SOURCE MATERIAL:

··········

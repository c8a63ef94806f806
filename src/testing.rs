//! Test doubles for the outbound seams.
//!
//! `MockTransport` answers GETs from canned JSON routed by URL prefix and
//! records every request; `FakeClock` advances virtual time instead of
//! sleeping. Used by unit tests and the integration tests under `tests/`.

use serde_json::Value;
use std::collections::VecDeque;
use std::sync::Mutex;
use std::time::{Duration, Instant};

use crate::error::{FetchError, FetchResult};
use crate::http::{Clock, HttpRequest, Transport};

// ============================================================================
// MOCK TRANSPORT
// ============================================================================

struct Route {
    url_prefix: String,
    param: Option<(String, String)>,
    script: VecDeque<FetchResult<Value>>,
    fallback: Option<Value>,
}

impl Route {
    fn matches(&self, request: &HttpRequest) -> bool {
        if !request.url.starts_with(&self.url_prefix) {
            return false;
        }
        match &self.param {
            Some((key, needle)) => request.param(key).is_some_and(|v| v.contains(needle.as_str())),
            None => true,
        }
    }

    fn next(&mut self) -> Option<FetchResult<Value>> {
        match self.script.pop_front() {
            Some(result) => Some(result),
            None => self.fallback.clone().map(Ok),
        }
    }
}

/// Canned responses. Routes are tried in the order they were added; the
/// first one that matches and still has something to say answers.
/// Unmatched requests get a 404.
#[derive(Default)]
pub struct MockTransport {
    routes: Mutex<Vec<Route>>,
    calls: Mutex<Vec<HttpRequest>>,
}

impl MockTransport {
    pub fn new() -> Self {
        Self::default()
    }

    /// Always answer `response` for URLs starting with `url_prefix`
    pub fn with_route(self, url_prefix: &str, response: Value) -> Self {
        self.push(Route {
            url_prefix: url_prefix.to_string(),
            param: None,
            script: VecDeque::new(),
            fallback: Some(response),
        })
    }

    /// Like `with_route`, but only when query parameter `key` contains `needle`
    pub fn with_param_route(self, url_prefix: &str, key: &str, needle: &str, response: Value) -> Self {
        self.push(Route {
            url_prefix: url_prefix.to_string(),
            param: Some((key.to_string(), needle.to_string())),
            script: VecDeque::new(),
            fallback: Some(response),
        })
    }

    /// Answer with each scripted result once, in order
    pub fn with_script(self, url_prefix: &str, script: Vec<FetchResult<Value>>) -> Self {
        self.push(Route {
            url_prefix: url_prefix.to_string(),
            param: None,
            script: script.into(),
            fallback: None,
        })
    }

    fn push(self, route: Route) -> Self {
        self.routes.lock().unwrap_or_else(|e| e.into_inner()).push(route);
        self
    }

    /// Every request seen so far, in order
    pub fn calls(&self) -> Vec<HttpRequest> {
        self.calls.lock().unwrap_or_else(|e| e.into_inner()).clone()
    }

    pub fn call_count(&self) -> usize {
        self.calls.lock().unwrap_or_else(|e| e.into_inner()).len()
    }

    /// Requests whose URL starts with `url_prefix`
    pub fn calls_to(&self, url_prefix: &str) -> Vec<HttpRequest> {
        self.calls()
            .into_iter()
            .filter(|r| r.url.starts_with(url_prefix))
            .collect()
    }
}

impl Transport for MockTransport {
    fn get(&self, request: &HttpRequest) -> FetchResult<Value> {
        self.calls
            .lock()
            .unwrap_or_else(|e| e.into_inner())
            .push(request.clone());

        let mut routes = self.routes.lock().unwrap_or_else(|e| e.into_inner());
        for route in routes.iter_mut().filter(|r| r.matches(request)) {
            if let Some(result) = route.next() {
                return result;
            }
        }

        Err(FetchError::Status {
            status: 404,
            body: format!("no route for {}", request.url),
        })
    }
}

// ============================================================================
// FAKE CLOCK
// ============================================================================

/// Virtual clock: `sleep` advances time instantly and is recorded
pub struct FakeClock {
    now: Mutex<Instant>,
    sleeps: Mutex<Vec<Duration>>,
}

impl FakeClock {
    pub fn new() -> Self {
        FakeClock {
            now: Mutex::new(Instant::now()),
            sleeps: Mutex::new(Vec::new()),
        }
    }

    /// Move time forward without recording a sleep
    pub fn advance(&self, duration: Duration) {
        let mut now = self.now.lock().unwrap_or_else(|e| e.into_inner());
        *now += duration;
    }

    pub fn sleeps(&self) -> Vec<Duration> {
        self.sleeps.lock().unwrap_or_else(|e| e.into_inner()).clone()
    }

    pub fn total_slept(&self) -> Duration {
        self.sleeps().iter().sum()
    }
}

impl Default for FakeClock {
    fn default() -> Self {
        Self::new()
    }
}

impl Clock for FakeClock {
    fn now(&self) -> Instant {
        *self.now.lock().unwrap_or_else(|e| e.into_inner())
    }

    fn sleep(&self, duration: Duration) {
        self.sleeps
            .lock()
            .unwrap_or_else(|e| e.into_inner())
            .push(duration);
        self.advance(duration);
    }
}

··········

REQUIRED WORK: Tally the lines above that contain the word "FakeClock", and reply with only the number.

RESULT: 6